┌─ SUPPLIED MATERIAL

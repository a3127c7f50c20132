//! HTTPS client for the OPNsense REST API.
//!
//! Every manifest method maps to one endpoint below `/api/`. Path
//! placeholders are filled from the tool arguments; what is left becomes the
//! query string of a GET or the JSON body of a POST.

use std::sync::Arc;

use async_trait::async_trait;
use reqwest::Url;
use rmcp::model::JsonObject;
use serde::Deserialize;
use serde_json::Value;
use tracing::{debug, instrument};

use super::{Backend, BackendError, ConnectionSettings};
use crate::domains::tools::manifest::{Manifest, MethodSpec, Placeholder, Verb};

/// Endpoint listing firmware packages and their install state.
const FIRMWARE_INFO_PATH: &str = "core/firmware/info";

/// Argument carrying the request body of write endpoints.
const DATA_ARG: &str = "data";

/// A fully resolved HTTP request.
#[derive(Debug, Clone, PartialEq)]
pub(crate) struct Request {
    pub verb: Verb,
    pub url: Url,
    pub query: Vec<(String, String)>,
    pub body: Option<Value>,
}

/// OPNsense API client authenticating with an API key/secret pair.
pub struct OpnsenseClient {
    http: reqwest::Client,
    base_url: Url,
    api_key: String,
    api_secret: String,
    manifest: Arc<Manifest>,
}

impl OpnsenseClient {
    /// Build a client. No request is sent.
    pub fn new(settings: &ConnectionSettings, manifest: Arc<Manifest>) -> Result<Self, BackendError> {
        let base_url = Url::parse(&settings.url)
            .map_err(|e| BackendError::invalid_argument(format!("invalid url '{}': {}", settings.url, e)))?;
        if base_url.cannot_be_a_base() {
            return Err(BackendError::invalid_argument(format!(
                "invalid url '{}'",
                settings.url
            )));
        }

        let http = reqwest::Client::builder()
            .timeout(settings.timeout)
            .danger_accept_invalid_certs(!settings.verify_ssl)
            .user_agent(concat!(env!("CARGO_PKG_NAME"), "/", env!("CARGO_PKG_VERSION")))
            .build()
            .map_err(|e| BackendError::request(format!("Failed to create HTTP client: {}", e)))?;

        Ok(Self {
            http,
            base_url,
            api_key: settings.api_key.clone(),
            api_secret: settings.api_secret.clone(),
            manifest,
        })
    }

    async fn send(&self, request: Request) -> Result<Value, BackendError> {
        debug!("{:?} {}", request.verb, request.url);
        let builder = match request.verb {
            Verb::Get => self.http.get(request.url).query(&request.query),
            Verb::Post => self
                .http
                .post(request.url)
                .json(&request.body.unwrap_or_else(|| Value::Object(JsonObject::new()))),
        };

        let response = builder
            .basic_auth(&self.api_key, Some(&self.api_secret))
            .send()
            .await?;

        let status = response.status();
        let text = response.text().await?;

        if !status.is_success() {
            return Err(BackendError::http(
                status.as_u16(),
                status.canonical_reason().unwrap_or_default(),
                Some(text).filter(|t| !t.trim().is_empty()),
            ));
        }

        Ok(decode_body(text))
    }
}

#[async_trait]
impl Backend for OpnsenseClient {
    #[instrument(skip(self, args))]
    async fn call(&self, module: &str, method: &str, args: JsonObject) -> Result<Value, BackendError> {
        let (_, spec) = self.manifest.find(module, method).ok_or_else(|| {
            BackendError::invalid_argument(format!("no endpoint for {}.{}", module, method))
        })?;
        let request = build_request(&self.base_url, spec, args)?;
        self.send(request).await
    }

    async fn installed_plugins(&self) -> Result<Vec<String>, BackendError> {
        let request = Request {
            verb: Verb::Get,
            url: endpoint_url(&self.base_url, FIRMWARE_INFO_PATH, &mut JsonObject::new())?,
            query: Vec::new(),
            body: None,
        };
        let info = self.send(request).await?;
        installed_packages(info)
    }
}

/// Resolve a method call to a concrete request.
pub(crate) fn build_request(
    base_url: &Url,
    spec: &MethodSpec,
    mut args: JsonObject,
) -> Result<Request, BackendError> {
    let url = endpoint_url(base_url, &spec.path, &mut args)?;

    match spec.verb {
        Verb::Get => Ok(Request {
            verb: Verb::Get,
            url,
            query: query_pairs(&args)?,
            body: None,
        }),
        Verb::Post => {
            let body = match args.remove(DATA_ARG) {
                Some(data) => data,
                None => Value::Object(args),
            };
            Ok(Request {
                verb: Verb::Post,
                url,
                query: Vec::new(),
                body: Some(body),
            })
        }
    }
}

/// `{base}/api/{path}` with placeholders taken out of `args`.
fn endpoint_url(base_url: &Url, path: &str, args: &mut JsonObject) -> Result<Url, BackendError> {
    let mut url = base_url.clone();
    {
        let mut segments = url
            .path_segments_mut()
            .map_err(|_| BackendError::invalid_argument(format!("invalid base url '{}'", base_url)))?;
        segments.pop_if_empty().push("api");
        for segment in path.split('/') {
            match Placeholder::parse(segment) {
                Some(Placeholder { name, optional }) => match args.remove(name) {
                    Some(value) if optional && value.is_null() => {}
                    Some(value) => {
                        segments.push(&path_value(name, &value)?);
                    }
                    None if optional => {}
                    None => {
                        return Err(BackendError::invalid_argument(format!(
                            "missing required argument '{}'",
                            name
                        )));
                    }
                },
                None => {
                    segments.push(segment);
                }
            }
        }
    }
    Ok(url)
}

fn path_value(name: &str, value: &Value) -> Result<String, BackendError> {
    match value {
        Value::String(s) if !s.trim().is_empty() => Ok(s.trim().to_string()),
        Value::Bool(true) => Ok("1".to_string()),
        Value::Bool(false) => Ok("0".to_string()),
        Value::Number(n) => Ok(n.to_string()),
        _ => Err(BackendError::invalid_argument(format!(
            "argument '{}' must be a non-empty string",
            name
        ))),
    }
}

fn query_pairs(args: &JsonObject) -> Result<Vec<(String, String)>, BackendError> {
    args.iter()
        .filter(|(_, value)| !value.is_null())
        .map(|(key, value)| {
            let value = match value {
                Value::String(s) => s.clone(),
                Value::Bool(_) | Value::Number(_) => value.to_string(),
                _ => {
                    return Err(BackendError::invalid_argument(format!(
                        "argument '{}' must be a scalar",
                        key
                    )));
                }
            };
            Ok((key.clone(), value))
        })
        .collect()
}

fn decode_body(text: String) -> Value {
    if text.trim().is_empty() {
        return Value::Null;
    }
    serde_json::from_str(&text).unwrap_or(Value::String(text))
}

#[derive(Debug, Deserialize)]
struct FirmwareInfo {
    #[serde(default)]
    package: Vec<PackageInfo>,
}

#[derive(Debug, Deserialize)]
struct PackageInfo {
    name: String,
    #[serde(default)]
    installed: Value,
}

impl PackageInfo {
    fn is_installed(&self) -> bool {
        match &self.installed {
            Value::String(s) => s == "1",
            Value::Number(n) => n.as_u64() == Some(1),
            Value::Bool(b) => *b,
            _ => false,
        }
    }
}

/// Names of the installed packages in a `core/firmware/info` payload.
fn installed_packages(info: Value) -> Result<Vec<String>, BackendError> {
    let info: FirmwareInfo =
        serde_json::from_value(info).map_err(|e| BackendError::decode(e.to_string()))?;
    Ok(info
        .package
        .into_iter()
        .filter(PackageInfo::is_installed)
        .map(|p| p.name)
        .collect())
}
//! Which modules the current configuration may reach.

use std::collections::{BTreeMap, BTreeSet};

use super::manifest::Manifest;
use super::naming::CapabilityGroup;

/// Known module identifiers partitioned by capability group, plus the
/// runtime switch for the plugin group.
#[derive(Debug, Clone)]
pub struct Availability {
    plugins_enabled: bool,
    core: BTreeSet<String>,
    /// Plugin module name to firmware package name.
    plugins: BTreeMap<String, String>,
}

impl Availability {
    /// Derive availability from the manifest.
    pub fn new(manifest: &Manifest, plugins_enabled: bool) -> Self {
        Self {
            plugins_enabled,
            core: manifest.core.iter().map(|m| m.name.clone()).collect(),
            plugins: manifest
                .plugins
                .iter()
                .map(|m| {
                    let package = m.package.clone().unwrap_or_else(|| m.name.clone());
                    (m.name.clone(), package)
                })
                .collect(),
        }
    }

    pub fn plugins_enabled(&self) -> bool {
        self.plugins_enabled
    }

    /// Groups whose modules are advertised, in catalog order.
    pub fn active_groups(&self) -> Vec<CapabilityGroup> {
        if self.plugins_enabled {
            vec![CapabilityGroup::Core, CapabilityGroup::Plugin]
        } else {
            vec![CapabilityGroup::Core]
        }
    }

    /// Whether `module` of `group` may be advertised and called.
    pub fn is_available(&self, group: CapabilityGroup, module: &str) -> bool {
        match group {
            CapabilityGroup::Core => self.core.contains(module),
            CapabilityGroup::Plugin => self.plugins_enabled && self.plugins.contains_key(module),
        }
    }

    /// Firmware package providing a plugin module.
    pub fn package(&self, plugin: &str) -> Option<&str> {
        self.plugins.get(plugin).map(String::as_str)
    }

    /// Whether a plugin is confirmed installed.
    ///
    /// `installed` holds the package names reported by the appliance; `None`
    /// means the set is not known yet, which counts as not installed.
    pub fn is_plugin_installed(&self, plugin: &str, installed: Option<&BTreeSet<String>>) -> bool {
        let (Some(package), Some(installed)) = (self.package(plugin), installed) else {
            return false;
        };
        installed.contains(package) || installed.contains(plugin)
    }
}

#[cfg(test)]
mod tests {
    use super::*;

    fn installed(names: &[&str]) -> BTreeSet<String> {
        names.iter().map(|n| n.to_string()).collect()
    }

    #[test]
    fn test_core_always_available() {
        let availability = Availability::new(&Manifest::builtin(), false);
        assert!(availability.is_available(CapabilityGroup::Core, "system"));
        assert!(!availability.is_available(CapabilityGroup::Core, "nginx"));
        assert!(!availability.is_available(CapabilityGroup::Core, "unknown"));
    }

    #[test]
    fn test_plugins_follow_flag() {
        let manifest = Manifest::builtin();
        let off = Availability::new(&manifest, false);
        let on = Availability::new(&manifest, true);

        assert!(!off.is_available(CapabilityGroup::Plugin, "nginx"));
        assert!(on.is_available(CapabilityGroup::Plugin, "nginx"));
        assert!(!on.is_available(CapabilityGroup::Plugin, "system"));
        assert_eq!(off.active_groups(), vec![CapabilityGroup::Core]);
        assert_eq!(
            on.active_groups(),
            vec![CapabilityGroup::Core, CapabilityGroup::Plugin]
        );
    }

    #[test]
    fn test_plugin_installed_by_package() {
        let availability = Availability::new(&Manifest::builtin(), true);
        let set = installed(&["os-nginx", "os-acme-client"]);

        assert!(availability.is_plugin_installed("nginx", Some(&set)));
        assert!(availability.is_plugin_installed("acmeclient", Some(&set)));
        assert!(!availability.is_plugin_installed("haproxy", Some(&set)));
        assert!(!availability.is_plugin_installed("nginx", None));
        assert!(!availability.is_plugin_installed("not_a_plugin", Some(&set)));
    }
}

└─

■ WHAT IS EXPECTED
Retype exactly the lines from the start of the entries through the one with "use serde::Deserialize;"; include both ends.

■ THE COMPLETED TASK
repository a3127c7f50c20132
//! HTTPS client for the OPNsense REST API.
//!
//! Every manifest method maps to one endpoint below `/api/`. Path
//! placeholders are filled from the tool arguments; what is left becomes the
//! query string of a GET or the JSON body of a POST.

use std::sync::Arc;

use async_trait::async_trait;
use reqwest::Url;
use rmcp::model::JsonObject;
use serde::Deserialize;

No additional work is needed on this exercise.